Seastat is a standalone Cassandra Prometheus Exporter on top of Jolokia built for speed 🏎️
Seastat is a Prometheus Exporter for Cassandra written in Go. The goal was to build a standalone and opinionated Prometheus Exporter built for speed, especially if you have a lot of tables spread across lots of keyspaces.
Seastat is different to other exporters for Cassandra such as the JMX Exporter or cassandra-exporter. Seastat is designed to be run standalone and updates metrics in the background (to seperate concerns between gathering metrics and serving metrics). Seastat only gathers metrics at a fixed configurable interval.

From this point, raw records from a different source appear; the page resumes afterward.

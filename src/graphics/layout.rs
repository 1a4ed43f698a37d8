use std::mem::size_of;

/// Interleaved layout of `f32` vertex attributes, bound to consecutive
/// locations starting from 0
#[derive(Debug, Clone, PartialEq, Eq)]
pub struct VertexLayout {
    components: Vec<i32>,
}

impl VertexLayout {
    /// `components` holds the number of floats of each attribute, in order
    pub fn new(components: &[i32]) -> Self {
        debug_assert!(components.iter().all(|&c| (1..=4).contains(&c)));
        Self {
            components: components.to_vec(),
        }
    }

    /// Size in bytes of a single vertex
    pub fn stride(&self) -> usize {
        self.floats_per_vertex() * size_of::<f32>()
    }

    pub fn floats_per_vertex(&self) -> usize {
        self.components.iter().map(|&c| c as usize).sum()
    }

    /// Number of whole vertices stored in `floats` floats
    pub fn vertex_count(&self, floats: usize) -> usize {
        floats / self.floats_per_vertex().max(1)
    }

    /// Iterates over `(location, components, byte offset)`
    pub fn attributes(&self) -> impl Iterator<Item = (u32, i32, usize)> + '_ {
        self.components
            .iter()
            .scan(0usize, |offset, &components| {
                let start = *offset;
                *offset += components as usize * size_of::<f32>();
                Some((components, start))
            })
            .enumerate()
            .map(|(location, (components, offset))| (location as u32, components, offset))
    }
}

#[cfg(test)]
mod tests {
    use super::*;

    #[test]
    fn position_color_texcoord() {
        let layout = VertexLayout::new(&[3, 3, 2]);
        assert_eq!(layout.stride(), 32);
        assert_eq!(
            layout.attributes().collect::<Vec<_>>(),
            vec![(0, 3, 0), (1, 3, 12), (2, 2, 24)]
        );
        assert_eq!(layout.vertex_count(32), 4);
    }

    #[test]
    fn single_attribute() {
        let layout = VertexLayout::new(&[3]);
        assert_eq!(layout.stride(), 12);
        assert_eq!(layout.attributes().collect::<Vec<_>>(), vec![(0, 3, 0)]);
        assert_eq!(layout.vertex_count(9), 3);
        // partial vertices are not counted
        assert_eq!(layout.vertex_count(10), 3);
    }
}
//! Two textures mixed on a rectangle, the first one clamped to its edges
use learn_opengl::geometry::{COLORED_TEXTURED_RECTANGLE, RECTANGLE_INDICES};
use learn_opengl::graphics::{
    ElementBufferObject, Program, Texture, TextureOptions, VertexArrayObject,
    VertexBufferObject, VertexLayout, Wrap,
};
use learn_opengl::{assets, Exercise, FrameTime, Result, WindowConfig};

struct Textures {
    program: Program,
    container: Texture,
    face: Texture,
    vao: VertexArrayObject,
    ebo: ElementBufferObject,
    _vbo: VertexBufferObject,
}

impl Exercise for Textures {
    fn init(_: &WindowConfig) -> Result<Self> {
        unsafe {
            let container = Texture::load(
                &assets::texture("container.png"),
                &TextureOptions::wrap(Wrap::ClampToEdge),
            )?;
            let face = Texture::load(
                &assets::texture("awesomeface.png"),
                &TextureOptions::default(),
            )?;

            let vao = VertexArrayObject::new();
            VertexArrayObject::bind(&vao);
            let vbo = VertexBufferObject::new(&COLORED_TEXTURED_RECTANGLE);
            let ebo = ElementBufferObject::new(&RECTANGLE_INDICES);
            // position, color, texture coords
            VertexArrayObject::apply_layout(&VertexLayout::new(&[3, 3, 2]));
            VertexArrayObject::unbind();
            VertexBufferObject::unbind();
            ElementBufferObject::unbind();

            let program = Program::from_files(
                &assets::shader("textures/shader.vert"),
                &assets::shader("textures/shader.frag"),
            )?;
            Program::bind(&program);
            program.set_int("texture1", 0)?;
            program.set_int("texture2", 1)?;

            Ok(Self {
                program,
                container,
                face,
                vao,
                ebo,
                _vbo: vbo,
            })
        }
    }

    fn render(&mut self, _: FrameTime) -> Result<()> {
        unsafe {
            gl::ClearColor(0.2, 0.3, 0.3, 1.0);
            gl::Clear(gl::COLOR_BUFFER_BIT);

            Texture::bind_to_unit(&self.container, 0);
            Texture::bind_to_unit(&self.face, 1);

            Program::bind(&self.program);
            VertexArrayObject::bind(&self.vao);
            self.ebo.draw_triangles();
        }
        Ok(())
    }
}

fn main() {
    learn_opengl::logging::init();
    learn_opengl::run::<Textures>(WindowConfig::default())
}
use super::VertexLayout;
use gl::types as gl_t;

pub struct VertexArrayObject {
    id: u32,
}

impl VertexArrayObject {
    pub unsafe fn new() -> Self {
        let mut id: gl_t::GLuint = 0;
        gl::GenVertexArrays(1, &mut id);
        Self { id }
    }

    pub unsafe fn bind(vao: &Self) {
        gl::BindVertexArray(vao.id);
    }

    pub unsafe fn unbind() {
        gl::BindVertexArray(0);
    }

    /// Describes a float attribute of the currently bound array buffer and
    /// enables it on the currently bound vertex array.
    ///
    /// `stride` and `offset` are in bytes
    pub unsafe fn f32_attrib_format(index: u32, size: i32, stride: usize, offset: usize) {
        gl::VertexAttribPointer(
            index,
            size,
            gl::FLOAT,
            gl::FALSE,
            stride as gl_t::GLsizei,
            offset as *const _,
        );
        gl::EnableVertexAttribArray(index);
    }

    /// Calls [`f32_attrib_format`](Self::f32_attrib_format) for every attribute of `layout`
    pub unsafe fn apply_layout(layout: &VertexLayout) {
        let stride = layout.stride();
        for (index, size, offset) in layout.attributes() {
            Self::f32_attrib_format(index, size, stride, offset);
        }
    }
}

impl Drop for VertexArrayObject {
    fn drop(&mut self) {
        unsafe {
            gl::DeleteVertexArrays(1, &self.id);
        }
    }
}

Seastat is used for scraping metrics for more than 1,000 tables across hundreds of keyspaces every minute without sweat 😅. It is built for performance by batching queries when it makes sense and limiting the amount of data it exposes to be scalable. More metrics may be added in the future but with careful consideration to not negatively impact performance.
A very (non-scientific) test with 4000 tables across 200 keyspaces took between 10-15 seconds to scrape all stats exposed. Both the standalone Cassandra Exporter and the Prometheus JMX Exporter took over 10 minutes because they query for each MBean for each table individually which is very expensive. This test was done using Cassandra running in the Docker harness (with 4 cores and 8GB of RAM on a completely idle cluster of 1). Your mileage may vary and you should do your own tests!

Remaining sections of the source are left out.